3. L’approche hylémorphique du système juridique : l’expérience comme champ

d’application et de validité du système normatif

18 Dans la philosophie kantienne, si la source de la connaissance est transcendantale (ce qui, indépendamment de toute expérience, rend possible toute connaissance ici), son champ d’application et de validité se limite à l’expérience. C’est là l’originalité du système kantien qui circonscrit le champ de connaissance possible, valide. C’est d’ailleurs sur ce critère fondamental qu’il vérifie si la métaphysique spéculative peut satisfaire à ces conditions de validité ; l’idée étant, dans la Critique de la raison pure, de vérifier si la métaphysique peut prétendre au titre de science (science possible). Or, les jugements synthétiques a priori de la métaphysique ne satisfont pas aux principaux

critères permettant de démontrer leur valeur objective, leur validité. Ils échappent aux conditions de connaissance spatio-temporelle et ne peuvent pas se rapporter aux phénomènes. On ne peut rien en connaître du point de vue de l’expérience. Ce faisant, on saisit là l’importance de l’expérience dans le mécanisme de la validité objective des connaissances. Si les formes a priori sont nécessaires, elles ne sont pas suffisantes ; l’expérience possible détermine le champ d’application et de validité des connaissances (d’où l’approche hylémorphique : l’indissociabilité de la forme et de la matière). La philosophie kantienne ne devient pas empiriste pour autant car « l’expérience possible à laquelle la déduction transcendantale renvoie n’est pas un fait empirique, généralisé de manière quelconque, mais l’expérience en tant que telle et comme résultat d’une constitution complexe dont les formes cognitives a priori sont les conditions nécessaires mais non suffisantes »40. Autrement dit, l’expérience ne représente pas « un fait donné mais un fait accompli, un achèvement plus qu’une occurrence ». Plus, G. Zöller, qui a consacré une étude sur la relation entre le transcendantal et l’empirique chez Kant, souligne que « c’est ce sens énergétique – possibilisant et formatif – que l’expérience possède chez Kant qui la distingue de l’expérience des empiristes, chez lesquels l’expérience sert de base, même si elle inclut des éléments mentaux et reflète une certaine participation ou investissement de l’esprit »41.

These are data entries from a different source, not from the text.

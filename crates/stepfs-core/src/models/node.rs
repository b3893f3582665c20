use serde::{Deserialize, Serialize};

use crate::config::PATH_SEPARATOR;
use crate::fs::path;

/// Kind of a file-system entry.
#[derive(Clone, Copy, Debug, PartialEq, Eq, Serialize, Deserialize)]
#[serde(rename_all = "lowercase")]
pub enum NodeKind {
    Directory,
    File,
}

/// One entry of a root's tree, as returned by the file-management browse
/// endpoint.
///
/// `path` is relative to the root's mount point and unique within the tree.
/// A directory with no children may simply not have been fetched yet.
#[derive(Clone, Debug, PartialEq, Eq, Serialize, Deserialize)]
pub struct TreeNode {
    pub path: String,
    pub name: String,
    #[serde(rename = "type")]
    pub kind: NodeKind,
    #[serde(default)]
    pub children: Vec<TreeNode>,
    /// Marks the synthetic root node of a root's tree
    #[serde(default)]
    pub root: bool,
}

impl TreeNode {
    /// Create the lone root node a tree starts from.
    pub fn root_node() -> Self {
        Self {
            path: PATH_SEPARATOR.to_string(),
            name: String::new(),
            kind: NodeKind::Directory,
            children: Vec::new(),
            root: true,
        }
    }

    /// Create an (unexpanded) directory node. `path` should end with `/`.
    pub fn directory(path: impl Into<String>) -> Self {
        let path = path.into();
        Self {
            name: path::leaf_name(&path).to_string(),
            path,
            kind: NodeKind::Directory,
            children: Vec::new(),
            root: false,
        }
    }

    /// Create a file node.
    pub fn file(path: impl Into<String>) -> Self {
        let path = path.into();
        Self {
            name: path::leaf_name(&path).to_string(),
            path,
            kind: NodeKind::File,
            children: Vec::new(),
            root: false,
        }
    }

    /// Builder-style helper to attach children.
    pub fn with_children(mut self, children: Vec<TreeNode>) -> Self {
        self.children = children;
        self
    }

    #[inline]
    pub fn is_directory(&self) -> bool {
        self.kind == NodeKind::Directory
    }

    /// Number of nodes in this subtree, including this one.
    pub fn count(&self) -> usize {
        1 + self.children.iter().map(TreeNode::count).sum::<usize>()
    }
}
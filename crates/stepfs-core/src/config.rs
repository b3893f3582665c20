//! Crate-wide configuration.
//!
//! Centralizes the constants shared by the path codec, the validators and
//! the request builders.

use crate::models::Root;

// =============================================================================
// Path Configuration
// =============================================================================

/// Separator between the root identifier and the path in a combined path.
pub const ROOT_SEPARATOR: char = ':';

/// Path segment separator. A trailing separator marks a directory.
pub const PATH_SEPARATOR: char = '/';

/// Marker every root identifier starts with.
pub const ROOT_MARKER: char = '/';

// =============================================================================
// Step Files
// =============================================================================

/// File extensions a pipeline step may point at (compared case-insensitively).
pub const ALLOWED_STEP_EXTENSIONS: &[&str] = &["ipynb", "py", "R", "sh", "jl", "js"];

/// Extension of notebook files. A notebook may back at most one step.
pub const NOTEBOOK_EXTENSION: &str = "ipynb";

// =============================================================================
// File Management API
// =============================================================================

/// Base path of the file-management endpoints.
pub const FILE_MANAGEMENT_ENDPOINT: &str = "/async/file-management";

/// Separator used when joining extensions into a single query value.
pub const EXTENSION_LIST_SEPARATOR: &str = ",";

// =============================================================================
// Logging
// =============================================================================

/// Environment variable read for the log filter directive.
pub const LOG_ENV_VAR: &str = "STEPFS_LOG";

// =============================================================================
// Root Configuration
// =============================================================================

/// Roots in display order. The first one is the default when nothing is
/// selected.
pub const CONFIGURED_ROOTS: &[Root] = &[Root::ProjectDir, Root::Data];

/// Get the configured roots in display order.
pub fn configured_roots() -> Vec<Root> {
    CONFIGURED_ROOTS.to_vec()
}

/// Get the default root (the first configured one).
pub fn default_root() -> Root {
    CONFIGURED_ROOTS[0]
}

#[cfg(test)]
mod tests {
    use super::*;

    #[test]
    fn test_default_root_is_first_configured() {
        assert_eq!(default_root(), Root::ProjectDir);
        assert_eq!(configured_roots().first(), Some(&default_root()));
    }
}
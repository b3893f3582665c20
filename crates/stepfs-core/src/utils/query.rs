//! Request paths for the file-management API.
//!
//! Only the request and response shapes live here; performing the request is
//! left to the caller's HTTP layer.

use std::sync::LazyLock;

use regex::Regex;
use serde::Deserialize;

use crate::config::{EXTENSION_LIST_SEPARATOR, FILE_MANAGEMENT_ENDPOINT};
use crate::error::QueryError;
use crate::models::Root;

static EXTENSION_RE: LazyLock<Regex> =
    LazyLock::new(|| Regex::new(r"^\.?[A-Za-z0-9]+$").expect("extension pattern is valid"));

/// Build `endpoint?k=v&...` with percent-encoded values.
fn build_url(endpoint: &str, params: &[(&str, &str)]) -> String {
    let query = params
        .iter()
        .map(|(key, value)| format!("{key}={}", urlencoding::encode(value)))
        .collect::<Vec<_>>()
        .join("&");
    format!("{FILE_MANAGEMENT_ENDPOINT}/{endpoint}?{query}")
}

// =============================================================================
// Extension Search
// =============================================================================

/// Search for files with given extensions below a directory.
#[derive(Clone, Debug, PartialEq, Eq)]
pub struct ExtensionSearchQuery {
    project_uuid: String,
    root: Root,
    path: String,
    extensions: Vec<String>,
}

impl ExtensionSearchQuery {
    /// Validate and normalize the parameters.
    ///
    /// Extensions lose their leading dot; they must be non-empty and
    /// alphanumeric.
    pub fn new<S: AsRef<str>>(
        project_uuid: impl Into<String>,
        root: Root,
        path: impl Into<String>,
        extensions: &[S],
    ) -> Result<Self, QueryError> {
        let project_uuid = project_uuid.into();
        if project_uuid.is_empty() {
            return Err(QueryError::EmptyProject);
        }
        if extensions.is_empty() {
            return Err(QueryError::NoExtensions);
        }

        let extensions = extensions
            .iter()
            .map(|extension| {
                let extension = extension.as_ref();
                if !EXTENSION_RE.is_match(extension) {
                    return Err(QueryError::InvalidExtension(extension.to_string()));
                }
                Ok(extension.trim_start_matches('.').to_string())
            })
            .collect::<Result<Vec<_>, _>>()?;

        Ok(Self {
            project_uuid,
            root,
            path: path.into(),
            extensions,
        })
    }

    pub fn extensions(&self) -> &[String] {
        &self.extensions
    }

    /// Request path, e.g.
    /// `/async/file-management/extension-search?project_uuid=..&root=%2Fdata&path=%2F&extensions=py%2Cipynb`.
    pub fn to_url(&self) -> String {
        let extensions = self.extensions.join(EXTENSION_LIST_SEPARATOR);
        build_url(
            "extension-search",
            &[
                ("project_uuid", self.project_uuid.as_str()),
                ("root", self.root.as_str()),
                ("path", self.path.as_str()),
                ("extensions", extensions.as_str()),
            ],
        )
    }
}

/// Body of an extension-search response.
#[derive(Clone, Debug, Default, PartialEq, Eq, Deserialize)]
pub struct ExtensionSearchResponse {
    /// Matching files, relative to the searched directory
    pub files: Vec<String>,
}

// =============================================================================
// Browse
// =============================================================================

/// Fetch a directory subtree for merging into a root's tree.
#[derive(Clone, Debug, PartialEq, Eq)]
pub struct BrowseQuery {
    pub project_uuid: String,
    pub root: Root,
    pub path: String,
    /// Levels to expand; `None` fetches the full subtree
    pub depth: Option<u32>,
}

impl BrowseQuery {
    pub fn to_url(&self) -> String {
        let depth = self.depth.map(|d| d.to_string());
        let mut params = vec![
            ("project_uuid", self.project_uuid.as_str()),
            ("root", self.root.as_str()),
            ("path", self.path.as_str()),
        ];
        if let Some(depth) = depth.as_deref() {
            params.push(("depth", depth));
        }
        build_url("browse", &params)
    }
}

#[cfg(test)]
mod tests {
    use super::*;

    #[test]
    fn test_extension_search_url() {
        let query =
            ExtensionSearchQuery::new("p-1", Root::ProjectDir, "/src/", &["py", ".ipynb"]).unwrap();
        assert_eq!(query.extensions(), &["py", "ipynb"]);
        assert_eq!(
            query.to_url(),
            "/async/file-management/extension-search?project_uuid=p-1\
             &root=%2Fproject-dir&path=%2Fsrc%2F&extensions=py%2Cipynb"
        );
    }

    #[test]
    fn test_extension_search_encodes_path() {
        let query = ExtensionSearchQuery::new("p", Root::Data, "/my dir/&x/", &["R"]).unwrap();
        assert!(query.to_url().contains("path=%2Fmy%20dir%2F%26x%2F"));
    }

    #[test]
    fn test_extension_search_rejects_bad_input() {
        assert_eq!(
            ExtensionSearchQuery::new("", Root::Data, "/", &["py"]),
            Err(QueryError::EmptyProject)
        );
        let none: [&str; 0] = [];
        assert_eq!(
            ExtensionSearchQuery::new("p", Root::Data, "/", &none),
            Err(QueryError::NoExtensions)
        );
        assert_eq!(
            ExtensionSearchQuery::new("p", Root::Data, "/", &["py,sh"]),
            Err(QueryError::InvalidExtension("py,sh".to_string()))
        );
        assert!(ExtensionSearchQuery::new("p", Root::Data, "/", &["."]).is_err());
    }

    #[test]
    fn test_extension_search_response() {
        let response: ExtensionSearchResponse =
            serde_json::from_str(r#"{"files": ["a.py", "sub/b.py"]}"#).unwrap();
        assert_eq!(response.files, vec!["a.py", "sub/b.py"]);
    }

    #[test]
    fn test_browse_url() {
        let mut query = BrowseQuery {
            project_uuid: "p".to_string(),
            root: Root::Data,
            path: "/raw/".to_string(),
            depth: Some(1),
        };
        assert_eq!(
            query.to_url(),
            "/async/file-management/browse?project_uuid=p&root=%2Fdata&path=%2Fraw%2F&depth=1"
        );
        query.depth = None;
        assert!(!query.to_url().contains("depth"));
    }
}
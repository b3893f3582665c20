//! Top-level mounts of the file namespace.

use std::fmt;
use std::str::FromStr;

use serde::{Deserialize, Serialize};

use crate::config::ROOT_MARKER;
use crate::error::PathError;

/// An independent top-level mount.
///
/// Roots never nest inside one another. The string form always starts with
/// the root marker (`/`).
#[derive(Clone, Copy, Debug, PartialEq, Eq, Hash, PartialOrd, Ord, Serialize, Deserialize)]
pub enum Root {
    /// Files of the current project
    #[serde(rename = "/project-dir")]
    ProjectDir,
    /// Shared data directory
    #[serde(rename = "/data")]
    Data,
}

impl Root {
    /// Identifier as it appears in combined paths (e.g. `/project-dir`).
    #[inline]
    pub fn as_str(&self) -> &'static str {
        match self {
            Self::ProjectDir => "/project-dir",
            Self::Data => "/data",
        }
    }

    /// Identifier without its leading marker (e.g. `project-dir`).
    pub fn name(&self) -> &'static str {
        let id = self.as_str();
        id.strip_prefix(ROOT_MARKER).unwrap_or(id)
    }

    /// Label shown to users when describing a location.
    pub fn pretty(&self) -> &'static str {
        match self {
            Self::ProjectDir => "Project files",
            Self::Data => "/data",
        }
    }
}

impl fmt::Display for Root {
    fn fmt(&self, f: &mut fmt::Formatter<'_>) -> fmt::Result {
        f.write_str(self.as_str())
    }
}

impl FromStr for Root {
    type Err = PathError;

    fn from_str(s: &str) -> Result<Self, Self::Err> {
        match s {
            "/project-dir" => Ok(Self::ProjectDir),
            "/data" => Ok(Self::Data),
            other => Err(PathError::UnknownRoot(other.to_string())),
        }
    }
}
//! Graph assembly
//!
//! - Assembler: turns a `ModelConfig` into a `ModelGraph`
//! - ModelGraph: layers in execution order with resolved routing

mod assembler;
mod graph;

pub use assembler::{assemble, Assembler};
pub use graph::{BuiltLayer, InputRef, ModelGraph};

19 La place accordée à l’expérience, qui détermine le champ d’application et de validité de la source de la connaissance, est aussi caractéristique du système kelsenien. Cette idée est patente lorsque Kelsen évoque les conditions de validité d’un ordre étatique : « on ne peut considérer un ordre étatique comme valable que si ceux qu’il prétend régir se conforment, jusqu’à un certain point, à ses prescriptions »42. Plus précisément, il souligne que « la réalité ne peut être l’image parfaite de l’ordre normatif ; elle doit cependant présenter avec son modèle un minimum de ressemblance »43. Il en déduit que l’ordre tsariste n’est plus valable en Russie depuis tout ce qui s’est passé depuis la Révolution ; « c’est une idée insensée – ajoute l’auteur – car, qu’est-ce que cela signifie de proclamer valable un ordre, au regard duquel rien de ce qui existe ne serait régulier ? »44. La structure normative doit donc nécessairement se rapporter « un minimum » aux phénomènes. Si Kelsen établit ces conditions de validité formelles, celles-ci doivent pouvoir s’appliquer à l’ensemble des systèmes juridiques (national/international). Le système normatif n’est pas un pur système idéel construit et élaboré sans rapport au réel. Les formes a priori doivent être expérimentables45. Le transcendantal, chez Kelsen comme chez Kant, ne va donc pas au-delà de toute expérience possible ; elle se déploie dans l’expérience en tant que telle et comme résultat.

§ II. La méthode de description du droit : une approche phénoménologique

20 L’approche phénoménologique de H. Kelsen se caractérise par de nombreux points de rupture avec la philosophie kantienne (A). Pour décrire le droit, l’auteur est davantage marqué par les néokantiens et les empiristes (B).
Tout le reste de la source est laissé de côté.